§ **Your goal**:
Return all the data, word for word.

§ **Dataset entries**:
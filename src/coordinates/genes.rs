use super::site_map::GenomicPosition;
use crate::error::{ReportError, ReportResult};
use serde::{Deserialize, Serialize};
use std::path::Path;

pub const NOT_MAPPED: &str = "Not mapped";
pub const NOT_AVAILABLE: &str = "N/A";
pub const DELETION_SITE: &str = "Not in genome (deletion)";

/// One reading frame on a genome segment, `[start, end)` in genomic coordinates.
///
/// Accepts the compact `[start, end, gene, offset, segment]` row form.
#[derive(Debug, Clone, PartialEq, Eq, Serialize, Deserialize)]
pub struct GeneCoordinateEntry {
    pub start: u64,
    pub end: u64,
    pub gene: String,
    /// Added to the coordinate before computing the in-gene codon.
    pub codon_offset: u64,
    pub segment: String,
}

impl GeneCoordinateEntry {
    pub fn new(start: u64, end: u64, gene: &str, codon_offset: u64, segment: &str) -> Self {
        Self {
            start,
            end,
            gene: gene.to_string(),
            codon_offset,
            segment: segment.to_string(),
        }
    }

    pub fn contains(&self, coordinate: u64) -> bool {
        self.start <= coordinate && coordinate < self.end
    }

    /// 1-based codon number of `coordinate` within this gene.
    pub fn codon_of(&self, coordinate: u64) -> i64 {
        ((coordinate + self.codon_offset) as i64 - self.start as i64).div_euclid(3) + 1
    }
}

/// Gene coordinates in lookup order; overlapping frames resolve to the first entry.
#[derive(Debug, Clone, Default, PartialEq, Eq)]
pub struct GeneTable {
    entries: Vec<GeneCoordinateEntry>,
}

impl GeneTable {
    pub fn new(entries: Vec<GeneCoordinateEntry>) -> Self {
        Self { entries }
    }

    /// Influenza A H3N2 reading frames (NCBI coordinates).
    pub fn h3n2() -> Self {
        Self::new(vec![
            GeneCoordinateEntry::new(30, 1730, "HA", 0, "segment4"),
            GeneCoordinateEntry::new(46, 1542, "NP", 0, "segment5"),
            GeneCoordinateEntry::new(119, 391, "PB1_F2", 0, "segment2"),
            GeneCoordinateEntry::new(25, 2298, "PB1", 0, "segment2"),
            GeneCoordinateEntry::new(20, 1429, "NA", 0, "segment6"),
            GeneCoordinateEntry::new(26, 784, "M1", 0, "segment7"),
            GeneCoordinateEntry::new(28, 2307, "PB2", 0, "segment1"),
            GeneCoordinateEntry::new(25, 2175, "PA", 0, "segment3"),
            GeneCoordinateEntry::new(27, 719, "NS1", 0, "segment3"),
        ])
    }

    /// Load a JSON array of `[start, end, gene, offset, segment]` rows.
    pub fn from_path(path: &Path) -> ReportResult<Self> {
        let contents = crate::utils::io::read_to_string(path)?;
        let entries: Vec<GeneCoordinateEntry> = serde_json::from_str(&contents)
            .map_err(|e| ReportError::malformed(path.display().to_string(), e.to_string()))?;
        Ok(Self::new(entries))
    }

    /// Entries on one segment only, keeping table order.
    pub fn for_segment(&self, segment: &str) -> Self {
        Self::new(self.entries.iter().filter(|e| e.segment == segment).cloned().collect())
    }

    pub fn entries(&self) -> &[GeneCoordinateEntry] {
        &self.entries
    }

    pub fn find(&self, coordinate: u64) -> Option<&GeneCoordinateEntry> {
        self.entries.iter().find(|e| e.contains(coordinate))
    }
}

/// In-gene site: a codon number (`-1` when unknown) or a description.
#[derive(Debug, Clone, PartialEq, Eq, Serialize, Deserialize)]
#[serde(untagged)]
pub enum GeneSite {
    Codon(i64),
    Description(String),
}

impl Default for GeneSite {
    fn default() -> Self {
        GeneSite::Codon(-1)
    }
}

/// Genomic coordinate, gene and in-gene codon of one query site.
#[derive(Debug, Clone, PartialEq, Eq)]
pub struct SiteCoordinate {
    pub position: GenomicPosition,
    pub gene: String,
    pub gene_site: GeneSite,
}

impl SiteCoordinate {
    pub fn genomic_coordinate(&self) -> Option<u64> {
        match self.position {
            GenomicPosition::Mapped(c) => Some(c),
            _ => None,
        }
    }
}

pub fn resolve_gene_site(position: GenomicPosition, table: &GeneTable) -> SiteCoordinate {
    let (gene, gene_site) = match position {
        GenomicPosition::NotAvailable => (NOT_AVAILABLE.to_string(), GeneSite::Codon(-1)),
        GenomicPosition::Deletion => (String::new(), GeneSite::Description(DELETION_SITE.to_string())),
        GenomicPosition::Mapped(coordinate) => match table.find(coordinate) {
            Some(entry) => (entry.gene.clone(), GeneSite::Codon(entry.codon_of(coordinate))),
            None => (NOT_MAPPED.to_string(), GeneSite::Codon(-1)),
        },
    };
    SiteCoordinate {
        position,
        gene,
        gene_site,
    }
}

§ **Answer to this task**:
filename src/coordinates/genes.rs
use super::site_map::GenomicPosition;
use crate::error::{ReportError, ReportResult};
use serde::{Deserialize, Serialize};
use std::path::Path;

pub const NOT_MAPPED: &str = "Not mapped";
pub const NOT_AVAILABLE: &str = "N/A";
pub const DELETION_SITE: &str = "Not in genome (deletion)";

/// One reading frame on a genome segment, `[start, end)` in genomic coordinates.
///
/// Accepts the compact `[start, end, gene, offset, segment]` row form.
#[derive(Debug, Clone, PartialEq, Eq, Serialize, Deserialize)]
pub struct GeneCoordinateEntry {
    pub start: u64,
    pub end: u64,
    pub gene: String,
    /// Added to the coordinate before computing the in-gene codon.
    pub codon_offset: u64,
    pub segment: String,
}

impl GeneCoordinateEntry {
    pub fn new(start: u64, end: u64, gene: &str, codon_offset: u64, segment: &str) -> Self {
        Self {
            start,
            end,
            gene: gene.to_string(),
            codon_offset,
            segment: segment.to_string(),
        }
    }

    pub fn contains(&self, coordinate: u64) -> bool {
        self.start <= coordinate && coordinate < self.end
    }

    /// 1-based codon number of `coordinate` within this gene.
    pub fn codon_of(&self, coordinate: u64) -> i64 {
        ((coordinate + self.codon_offset) as i64 - self.start as i64).div_euclid(3) + 1
    }
}

/// Gene coordinates in lookup order; overlapping frames resolve to the first entry.
#[derive(Debug, Clone, Default, PartialEq, Eq)]
pub struct GeneTable {
    entries: Vec<GeneCoordinateEntry>,
}

impl GeneTable {
    pub fn new(entries: Vec<GeneCoordinateEntry>) -> Self {
        Self { entries }
    }

    /// Influenza A H3N2 reading frames (NCBI coordinates).
    pub fn h3n2() -> Self {
        Self::new(vec![
            GeneCoordinateEntry::new(30, 1730, "HA", 0, "segment4"),
            GeneCoordinateEntry::new(46, 1542, "NP", 0, "segment5"),
            GeneCoordinateEntry::new(119, 391, "PB1_F2", 0, "segment2"),
            GeneCoordinateEntry::new(25, 2298, "PB1", 0, "segment2"),
            GeneCoordinateEntry::new(20, 1429, "NA", 0, "segment6"),
            GeneCoordinateEntry::new(26, 784, "M1", 0, "segment7"),
            GeneCoordinateEntry::new(28, 2307, "PB2", 0, "segment1"),
            GeneCoordinateEntry::new(25, 2175, "PA", 0, "segment3"),
            GeneCoordinateEntry::new(27, 719, "NS1", 0, "segment3"),
        ])
    }

    /// Load a JSON array of `[start, end, gene, offset, segment]` rows.
    pub fn from_path(path: &Path) -> ReportResult<Self> {
        let contents = crate::utils::io::read_to_string(path)?;
        let entries: Vec<GeneCoordinateEntry> = serde_json::from_str(&contents)
            .map_err(|e| ReportError::malformed(path.display().to_string(), e.to_string()))?;
        Ok(Self::new(entries))
    }

    /// Entries on one segment only, keeping table order.
    pub fn for_segment(&self, segment: &str) -> Self {
        Self::new(self.entries.iter().filter(|e| e.segment == segment).cloned().collect())
    }

    pub fn entries(&self) -> &[GeneCoordinateEntry] {
        &self.entries
    }

    pub fn find(&self, coordinate: u64) -> Option<&GeneCoordinateEntry> {
        self.entries.iter().find(|e| e.contains(coordinate))
    }
}

/// In-gene site: a codon number (`-1` when unknown) or a description.
#[derive(Debug, Clone, PartialEq, Eq, Serialize, Deserialize)]
#[serde(untagged)]
pub enum GeneSite {
    Codon(i64),
    Description(String),
}

impl Default for GeneSite {
    fn default() -> Self {
        GeneSite::Codon(-1)
    }
}

/// Genomic coordinate, gene and in-gene codon of one query site.
#[derive(Debug, Clone, PartialEq, Eq)]
pub struct SiteCoordinate {
    pub position: GenomicPosition,
    pub gene: String,
    pub gene_site: GeneSite,
}

impl SiteCoordinate {
    pub fn genomic_coordinate(&self) -> Option<u64> {
        match self.position {
            GenomicPosition::Mapped(c) => Some(c),
            _ => None,
        }
    }
}

pub fn resolve_gene_site(position: GenomicPosition, table: &GeneTable) -> SiteCoordinate {
    let (gene, gene_site) = match position {
        GenomicPosition::NotAvailable => (NOT_AVAILABLE.to_string(), GeneSite::Codon(-1)),
        GenomicPosition::Deletion => (String::new(), GeneSite::Description(DELETION_SITE.to_string())),
        GenomicPosition::Mapped(coordinate) => match table.find(coordinate) {
            Some(entry) => (entry.gene.clone(), GeneSite::Codon(entry.codon_of(coordinate))),
            None => (NOT_MAPPED.to_string(), GeneSite::Codon(-1)),
        },
    };
    SiteCoordinate {
        position,
        gene,
        gene_site,
    }
}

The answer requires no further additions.